In the rural Navajo Nation, not many, even those with an entrepreneurial spirit, have the seed money to wait months — some say years — for a lease deal to go through and construction on retail space to commence. Benally said the council is “working on cutting the red tape for land status.”
Deswood Tome, an aide to Navajo Nation President Ben Shelly, told Al Jazeera that in addition to attempting to bridge the electronic gap on the reservation, bringing Internet providers to this very rural area, the administration is in the final stages of passing legislation that would put land leases entirely under the supervision of the Navajo government — expediting the commercial and personal land-lease process, he says by months.
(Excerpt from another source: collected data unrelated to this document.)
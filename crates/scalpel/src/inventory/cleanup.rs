//! Pre-scan removal of aborted exports.
//!
//! A failed or cancelled export leaves a stub of a few MB in the camera
//! folder, which would make the camera look Incomplete instead of Missing.
//! Every file of the tree's extension below `below_mb` anywhere under the
//! root is a candidate; candidates are deleted only when applying.

use super::classify::BYTES_PER_MB;
use super::error::{Result, ScanError};
use serde::Serialize;
use std::fs;
use std::path::{Path, PathBuf};
use tracing::{debug, info, warn};
use walkdir::WalkDir;

#[derive(Debug, Clone, Serialize)]
pub struct SmallFile {
    pub path: PathBuf,
    pub size_bytes: u64,
}

#[derive(Debug, Clone, Default, Serialize)]
pub struct SmallFileReport {
    pub root: PathBuf,
    pub below_mb: u64,
    pub applied: bool,
    pub candidates: Vec<SmallFile>,
    pub removed: Vec<PathBuf>,
    /// Files that could not be deleted, with the reason
    pub failed: Vec<(PathBuf, String)>,
}

impl SmallFileReport {
    pub fn candidate_bytes(&self) -> u64 {
        self.candidates.iter().map(|f| f.size_bytes).sum()
    }
}

/// Find `*.<extension>` files under `root` smaller than `below_mb` and, with
/// `apply`, delete them.
pub fn remove_small_files(
    root: &Path,
    extension: &str,
    below_mb: u64,
    apply: bool,
) -> Result<SmallFileReport> {
    if !root.exists() {
        return Err(ScanError::RootNotFound(root.to_path_buf()));
    }
    if !root.is_dir() {
        return Err(ScanError::RootNotADirectory(root.to_path_buf()));
    }

    let below_bytes = below_mb.saturating_mul(BYTES_PER_MB);
    let mut candidates = Vec::new();

    for entry in WalkDir::new(root).follow_links(false).sort_by_file_name() {
        let entry = match entry {
            Ok(e) => e,
            Err(err) => {
                warn!(error = %err, "Skipping unreadable entry");
                continue;
            }
        };
        if !entry.file_type().is_file() {
            continue;
        }
        let path = entry.path();
        let matches_ext = path
            .extension()
            .and_then(|e| e.to_str())
            .is_some_and(|e| e.eq_ignore_ascii_case(extension));
        if !matches_ext {
            continue;
        }
        let size_bytes = match entry.metadata() {
            Ok(m) => m.len(),
            Err(err) => {
                warn!(path = %path.display(), error = %err, "Cannot stat file");
                continue;
            }
        };
        if size_bytes < below_bytes {
            candidates.push(SmallFile {
                path: path.to_path_buf(),
                size_bytes,
            });
        }
    }

    let mut report = SmallFileReport {
        root: root.to_path_buf(),
        below_mb,
        applied: apply,
        candidates,
        ..SmallFileReport::default()
    };

    if apply {
        for file in &report.candidates {
            match fs::remove_file(&file.path) {
                Ok(()) => {
                    debug!(path = %file.path.display(), size = file.size_bytes, "Removed small file");
                    report.removed.push(file.path.clone());
                }
                Err(err) => {
                    warn!(path = %file.path.display(), error = %err, "Could not delete small file");
                    report.failed.push((file.path.clone(), err.to_string()));
                }
            }
        }
    }

    info!(
        root = %root.display(),
        below_mb,
        candidates = report.candidates.len(),
        removed = report.removed.len(),
        failed = report.failed.len(),
        apply,
        "Small file sweep finished"
    );
    Ok(report)
}

#[cfg(test)]
mod tests {
    use super::*;
    use std::fs::File;
    use tempfile::TempDir;

    fn sized(path: &Path, bytes: u64) -> PathBuf {
        fs::create_dir_all(path.parent().unwrap()).unwrap();
        File::create(path).unwrap().set_len(bytes).unwrap();
        path.to_path_buf()
    }

    #[test]
    fn test_reports_without_deleting() {
        let tmp = TempDir::new().unwrap();
        let camera = tmp.path().join("DATA_24-01-15/Case1/Monitor");
        let stub = sized(&camera.join("Monitor_1.mp4"), 3_000_000);
        let full = sized(&camera.join("Monitor.mp4"), 250_000_000);

        let report = remove_small_files(tmp.path(), "mp4", 10, false).unwrap();
        assert_eq!(report.candidates.len(), 1);
        assert_eq!(report.candidates[0].path, stub);
        assert_eq!(report.candidate_bytes(), 3_000_000);
        assert!(report.removed.is_empty());
        assert!(stub.exists());
        assert!(full.exists());
    }

    #[test]
    fn test_apply_deletes_only_small_files_of_the_extension() {
        let tmp = TempDir::new().unwrap();
        let camera = tmp.path().join("DATA_24-01-15/Case2/General_3");
        let stub = sized(&camera.join("General_3.MP4"), 9_999_999);
        let at_limit = sized(&camera.join("General_3_2.mp4"), 10_000_000);
        let seq = sized(&camera.join("General_3.seq"), 100);
        let nested = sized(&camera.join("export/part.mp4"), 0);

        let report = remove_small_files(tmp.path(), "mp4", 10, true).unwrap();
        assert_eq!(report.removed.len(), 2);
        assert!(report.failed.is_empty());
        assert!(!stub.exists());
        assert!(!nested.exists());
        assert!(at_limit.exists());
        assert!(seq.exists());
    }

    #[test]
    fn test_missing_root() {
        let tmp = TempDir::new().unwrap();
        let err = remove_small_files(&tmp.path().join("gone"), "mp4", 10, true).unwrap_err();
        assert!(matches!(err, ScanError::RootNotFound(_)));
    }
}
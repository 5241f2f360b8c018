//! Types for every entity stored in the ScalpelLab database.
//!
//! These types are the single source of truth. The CLI, the dashboard and
//! the reconciler all go through them.

use crate::error::{DbError, Result};
use crate::seniority::Seniority;
use chrono::NaiveDate;
use serde::{Deserialize, Serialize};

/// Date format used for every `*_date` TEXT column.
pub const SQL_DATE_FORMAT: &str = "%Y-%m-%d";

pub fn date_to_sql(date: NaiveDate) -> String {
    date.format(SQL_DATE_FORMAT).to_string()
}

/// Strict `YYYY-MM-DD`: four-digit year, zero-padded month and day.
///
/// chrono's `%Y` alone would read `24-01-15` as the year 24.
pub fn parse_sql_date(value: &str) -> Result<NaiveDate> {
    let bad = || DbError::invalid_input(format!("Bad date '{}', expected YYYY-MM-DD", value));
    let text = value.trim();
    let shaped = text.len() == 10
        && text.bytes().enumerate().all(|(i, b)| match i {
            4 | 7 => b == b'-',
            _ => b.is_ascii_digit(),
        });
    if !shaped {
        return Err(bad());
    }
    NaiveDate::parse_from_str(text, SQL_DATE_FORMAT).map_err(|_| bad())
}

/// Serde adapter for `NaiveDate` fields: `#[serde(with = "sql_date")]`.
pub mod sql_date {
    use super::{date_to_sql, parse_sql_date};
    use chrono::NaiveDate;
    use serde::{Deserialize, Deserializer, Serializer};

    pub fn serialize<S: Serializer>(date: &NaiveDate, serializer: S) -> Result<S::Ok, S::Error> {
        serializer.serialize_str(&date_to_sql(*date))
    }

    pub fn deserialize<'de, D: Deserializer<'de>>(deserializer: D) -> Result<NaiveDate, D::Error> {
        let text = String::deserialize(deserializer)?;
        parse_sql_date(&text).map_err(serde::de::Error::custom)
    }

    /// Same, for `Option<NaiveDate>`. Pair with `#[serde(default)]`.
    pub mod option {
        use super::{date_to_sql, parse_sql_date};
        use chrono::NaiveDate;
        use serde::{Deserialize, Deserializer, Serializer};

        pub fn serialize<S: Serializer>(
            date: &Option<NaiveDate>,
            serializer: S,
        ) -> Result<S::Ok, S::Error> {
            match date {
                Some(d) => serializer.serialize_some(&date_to_sql(*d)),
                None => serializer.serialize_none(),
            }
        }

        pub fn deserialize<'de, D: Deserializer<'de>>(
            deserializer: D,
        ) -> Result<Option<NaiveDate>, D::Error> {
            match Option::<String>::deserialize(deserializer)? {
                Some(text) => parse_sql_date(&text)
                    .map(Some)
                    .map_err(serde::de::Error::custom),
                None => Ok(None),
            }
        }
    }
}

// ============================================================================
// Cameras & status codes
// ============================================================================

/// One of the eight fixed video/data sources of a recording.
#[derive(Debug, Clone, Copy, PartialEq, Eq, PartialOrd, Ord, Hash, Serialize, Deserialize)]
pub enum Camera {
    #[serde(rename = "Cart_Center_2")]
    CartCenter2,
    #[serde(rename = "Cart_LT_4")]
    CartLt4,
    #[serde(rename = "Cart_RT_1")]
    CartRt1,
    #[serde(rename = "General_3")]
    General3,
    Monitor,
    #[serde(rename = "Patient_Monitor")]
    PatientMonitor,
    #[serde(rename = "Ventilator_Monitor")]
    VentilatorMonitor,
    #[serde(rename = "Injection_Port")]
    InjectionPort,
}

impl Camera {
    pub const ALL: [Camera; 8] = [
        Camera::CartCenter2,
        Camera::CartLt4,
        Camera::CartRt1,
        Camera::General3,
        Camera::Monitor,
        Camera::PatientMonitor,
        Camera::VentilatorMonitor,
        Camera::InjectionPort,
    ];

    /// Directory and `camera_name` column spelling.
    pub fn as_str(&self) -> &'static str {
        match self {
            Self::CartCenter2 => "Cart_Center_2",
            Self::CartLt4 => "Cart_LT_4",
            Self::CartRt1 => "Cart_RT_1",
            Self::General3 => "General_3",
            Self::Monitor => "Monitor",
            Self::PatientMonitor => "Patient_Monitor",
            Self::VentilatorMonitor => "Ventilator_Monitor",
            Self::InjectionPort => "Injection_Port",
        }
    }

    /// Exact match on the directory spelling.
    pub fn parse(s: &str) -> Option<Self> {
        Self::ALL.into_iter().find(|c| c.as_str() == s)
    }
}

impl std::fmt::Display for Camera {
    fn fmt(&self, f: &mut std::fmt::Formatter<'_>) -> std::fmt::Result {
        f.write_str(self.as_str())
    }
}

impl std::str::FromStr for Camera {
    type Err = DbError;

    fn from_str(s: &str) -> Result<Self> {
        Self::parse(s.trim()).ok_or_else(|| {
            DbError::invalid_input(format!(
                "Unknown camera '{}'. Expected one of: {}",
                s,
                Camera::ALL.map(|c| c.as_str()).join(", ")
            ))
        })
    }
}

/// Classification of one camera's file set. Stored in the `value` column.
///
/// Serialized by lowercase name. Deserializes from the name or from the
/// stored integer code, so `3` and `"missing"` are the same value.
#[derive(Debug, Clone, Copy, PartialEq, Eq, PartialOrd, Ord, Hash)]
pub enum StatusCode {
    /// At least one file at or above the size threshold
    Complete,
    /// Files exist but all are below the threshold
    Incomplete,
    /// No matching files
    Missing,
}

impl StatusCode {
    pub const ALL: [StatusCode; 3] = [Self::Complete, Self::Incomplete, Self::Missing];

    pub fn code(&self) -> i64 {
        match self {
            Self::Complete => 1,
            Self::Incomplete => 2,
            Self::Missing => 3,
        }
    }

    pub fn from_code(code: i64) -> Option<Self> {
        match code {
            1 => Some(Self::Complete),
            2 => Some(Self::Incomplete),
            3 => Some(Self::Missing),
            _ => None,
        }
    }

    pub fn label(&self) -> &'static str {
        match self {
            Self::Complete => "Complete",
            Self::Incomplete => "Incomplete",
            Self::Missing => "Missing",
        }
    }
}

impl std::fmt::Display for StatusCode {
    fn fmt(&self, f: &mut std::fmt::Formatter<'_>) -> std::fmt::Result {
        write!(f, "{} ({})", self.code(), self.label())
    }
}

impl Serialize for StatusCode {
    fn serialize<S: serde::Serializer>(
        &self,
        serializer: S,
    ) -> std::result::Result<S::Ok, S::Error> {
        serializer.serialize_str(&self.label().to_ascii_lowercase())
    }
}

impl<'de> Deserialize<'de> for StatusCode {
    fn deserialize<D: serde::Deserializer<'de>>(
        deserializer: D,
    ) -> std::result::Result<Self, D::Error> {
        #[derive(Deserialize)]
        #[serde(untagged)]
        enum Repr {
            Code(i64),
            Name(String),
        }

        let parsed = match Repr::deserialize(deserializer)? {
            Repr::Code(code) => Self::from_code(code),
            Repr::Name(name) => Self::ALL
                .into_iter()
                .find(|s| s.label().eq_ignore_ascii_case(name.trim())),
        };
        parsed.ok_or_else(|| {
            serde::de::Error::custom("status must be 1, 2, 3 or complete / incomplete / missing")
        })
    }
}

/// Which file tree / status table a run is about.
#[derive(Debug, Clone, Copy, PartialEq, Eq, Hash, Serialize, Deserialize)]
#[serde(rename_all = "lowercase")]
pub enum StatusKind {
    Mp4,
    Seq,
}

impl StatusKind {
    pub fn default_table(&self) -> &'static str {
        match self {
            Self::Mp4 => "mp4_status",
            Self::Seq => "seq_status",
        }
    }

    /// File extension the scanner looks for, without the dot.
    pub fn extension(&self) -> &'static str {
        match self {
            Self::Mp4 => "mp4",
            Self::Seq => "seq",
        }
    }

    pub fn parse(s: &str) -> Option<Self> {
        match s.trim().to_ascii_lowercase().as_str() {
            "mp4" => Some(Self::Mp4),
            "seq" => Some(Self::Seq),
            _ => None,
        }
    }
}

impl std::fmt::Display for StatusKind {
    fn fmt(&self, f: &mut std::fmt::Formatter<'_>) -> std::fmt::Result {
        f.write_str(self.extension())
    }
}

// ============================================================================
// Status rows
// ============================================================================

/// Primary key of a status row.
#[derive(Debug, Clone, Copy, PartialEq, Eq, PartialOrd, Ord, Hash, Serialize, Deserialize)]
pub struct StatusKey {
    #[serde(with = "sql_date")]
    pub recording_date: NaiveDate,
    pub case_no: u32,
    pub camera: Camera,
}

impl StatusKey {
    pub fn new(recording_date: NaiveDate, case_no: u32, camera: Camera) -> Self {
        Self {
            recording_date,
            case_no,
            camera,
        }
    }
}

impl std::fmt::Display for StatusKey {
    fn fmt(&self, f: &mut std::fmt::Formatter<'_>) -> std::fmt::Result {
        write!(
            f,
            "{} Case{} {}",
            date_to_sql(self.recording_date),
            self.case_no,
            self.camera
        )
    }
}

/// A classified row ready to be written by the reconciler.
#[derive(Debug, Clone, PartialEq, Eq, Serialize, Deserialize)]
pub struct StatusRecord {
    pub key: StatusKey,
    pub status: StatusCode,
    pub size_mb: u64,
    /// When set, replaces the stored comment. When `None` the stored comment is kept.
    #[serde(default, skip_serializing_if = "Option::is_none")]
    pub comments: Option<String>,
}

/// A row as stored in a status table.
#[derive(Debug, Clone, PartialEq, Eq, Serialize, Deserialize)]
pub struct StatusRow {
    pub key: StatusKey,
    pub status: StatusCode,
    pub size_mb: Option<i64>,
    pub comments: Option<String>,
}

/// Manual edit coming from the dashboard. `None` fields are left as they are.
#[derive(Debug, Clone, Default, Serialize, Deserialize)]
pub struct StatusEdit {
    #[serde(default)]
    pub value: Option<StatusCode>,
    #[serde(default)]
    pub size_mb: Option<i64>,
    /// An empty string clears the comment.
    #[serde(default)]
    pub comments: Option<String>,
}

/// Old and new values of a row whose status or size changed.
#[derive(Debug, Clone, PartialEq, Eq, Serialize)]
pub struct StatusChange {
    pub key: StatusKey,
    pub old_status: StatusCode,
    pub old_size_mb: Option<i64>,
    pub new_status: StatusCode,
    pub new_size_mb: u64,
}

/// What a batch would do (or did) to a status table.
#[derive(Debug, Clone, Default, Serialize)]
pub struct StatusDiff {
    pub inserted: Vec<StatusRecord>,
    pub changed: Vec<StatusChange>,
    pub unchanged: usize,
}

impl StatusDiff {
    pub fn is_empty(&self) -> bool {
        self.inserted.is_empty() && self.changed.is_empty()
    }
}

/// Counts reported after a committed batch.
#[derive(Debug, Clone, Copy, Default, PartialEq, Eq, Serialize)]
pub struct WriteSummary {
    pub inserted: usize,
    pub updated: usize,
    pub unchanged: usize,
}

/// Per-camera distribution of status codes in one table.
#[derive(Debug, Clone, Default, PartialEq, Eq, Serialize)]
pub struct CameraCounts {
    pub camera: String,
    pub complete: u64,
    pub incomplete: u64,
    pub missing: u64,
}

impl CameraCounts {
    pub fn total(&self) -> u64 {
        self.complete + self.incomplete + self.missing
    }

    pub(crate) fn add(&mut self, status: StatusCode, count: u64) {
        match status {
            StatusCode::Complete => self.complete += count,
            StatusCode::Incomplete => self.incomplete += count,
            StatusCode::Missing => self.missing += count,
        }
    }
}

#[derive(Debug, Clone, Serialize)]
pub struct StatusSummary {
    pub table: String,
    pub total_cases: u64,
    pub cameras: Vec<CameraCounts>,
    pub totals: CameraCounts,
}

// ============================================================================
// Recordings, anesthetists, analysis
// ============================================================================

#[derive(Debug, Clone, PartialEq, Eq, Serialize, Deserialize)]
pub struct Anesthetist {
    pub anesthetic_key: i64,
    pub name: String,
    pub code: Option<String>,
    #[serde(with = "sql_date")]
    pub start_date: NaiveDate,
    /// Promotion date
    #[serde(default, with = "sql_date::option")]
    pub grade_a_date: Option<NaiveDate>,
}

#[derive(Debug, Clone, Serialize, Deserialize)]
pub struct NewAnesthetist {
    /// Assigned as MAX(anesthetic_key) + 1 when absent
    #[serde(default)]
    pub anesthetic_key: Option<i64>,
    pub name: String,
    #[serde(default)]
    pub code: Option<String>,
    #[serde(with = "sql_date")]
    pub start_date: NaiveDate,
    #[serde(default, with = "sql_date::option")]
    pub grade_a_date: Option<NaiveDate>,
}

#[derive(Debug, Clone, PartialEq, Eq, Serialize, Deserialize)]
pub struct Recording {
    #[serde(with = "sql_date")]
    pub recording_date: NaiveDate,
    pub case_no: u32,
    pub signature_time: Option<String>,
    pub anesthetic_key: Option<i64>,
    /// Seniority of the anesthetist on the recording date
    pub anesthetic_seniority: Option<Seniority>,
}

#[derive(Debug, Clone, Serialize, Deserialize)]
pub struct NewRecording {
    #[serde(with = "sql_date")]
    pub recording_date: NaiveDate,
    pub case_no: u32,
    #[serde(default)]
    pub signature_time: Option<String>,
    #[serde(default)]
    pub anesthetic_key: Option<i64>,
}

#[derive(Debug, Clone, PartialEq, Eq, Serialize, Deserialize)]
pub struct AnalysisInfo {
    #[serde(with = "sql_date")]
    pub recording_date: NaiveDate,
    pub case_no: u32,
    #[serde(default)]
    pub label_by: Option<String>,
}

// ============================================================================
// Generic browsing
// ============================================================================

/// One row of `PRAGMA table_info`.
#[derive(Debug, Clone, Serialize)]
pub struct ColumnInfo {
    pub cid: i64,
    pub name: String,
    pub decl_type: String,
    pub not_null: bool,
    pub default_value: Option<String>,
    /// 1-based position in the primary key, 0 when not part of it
    pub pk: i64,
}

/// One row of `PRAGMA foreign_key_list`.
#[derive(Debug, Clone, Serialize)]
pub struct ForeignKey {
    pub from: String,
    pub table: String,
    pub to: Option<String>,
}

/// Column names plus rows of JSON values, for anything shown generically.
#[derive(Debug, Clone, Default, Serialize)]
pub struct TableRows {
    pub columns: Vec<String>,
    pub rows: Vec<Vec<serde_json::Value>>,
}

impl TableRows {
    pub fn column_index(&self, name: &str) -> Option<usize> {
        self.columns.iter().position(|c| c == name)
    }
}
Over the course of the recent eight-hour Meeting of Diné Minds dialogue at the Window Rock–based Navajo Nation Museum, some 100 people attended, said one of the organizers, Ed Becenti, 59. “Most of them were young people. We had some elders, but most were college age and college graduates,” he said.
Under a tarp in a parking lot outside the reservation town of Ganado, Priscilla Begaye makes Navajo mutton sandwiches. She tops golden, lightly salted fry bread with savory roasted mutton, sauteed onions and cherry tomatoes.
Begaye’s eats are popular with locals. She’d like to start a restaurant — a formal, taxpaying business, where opening and closing isn’t contingent on the elements, the sometimes extreme weather in these parts. But she says it takes a long time to get a lease.
Navajo Nation Vice President Rex Lee Jim agreed that land-lease issues are what keep Begaye’s business from contributing to the local economy. In a place where flea markets are popular, it’s a common problem. But Jim said that informal economy is something the Navajo Nation does not want to lose. Flea markets “are part of our culture,” he said. “My family loves to go to flea markets and have local food, as opposed to being inside of a room. It’s a little bit too formal for me sometimes.”
“When we talk about the wealth of a nation, there’s so much more to wealth than just money,” he added.
But not everyone agrees with that defense of the status quo. Eldridge, as she searches for a job on the reservation, wants the government to work to create more and different opportunities — especially away from the mining industries. She sees her generation as starting to alter the traditional way of doing things. “I think lots of young people want to challenge the discourse of progress,” she said.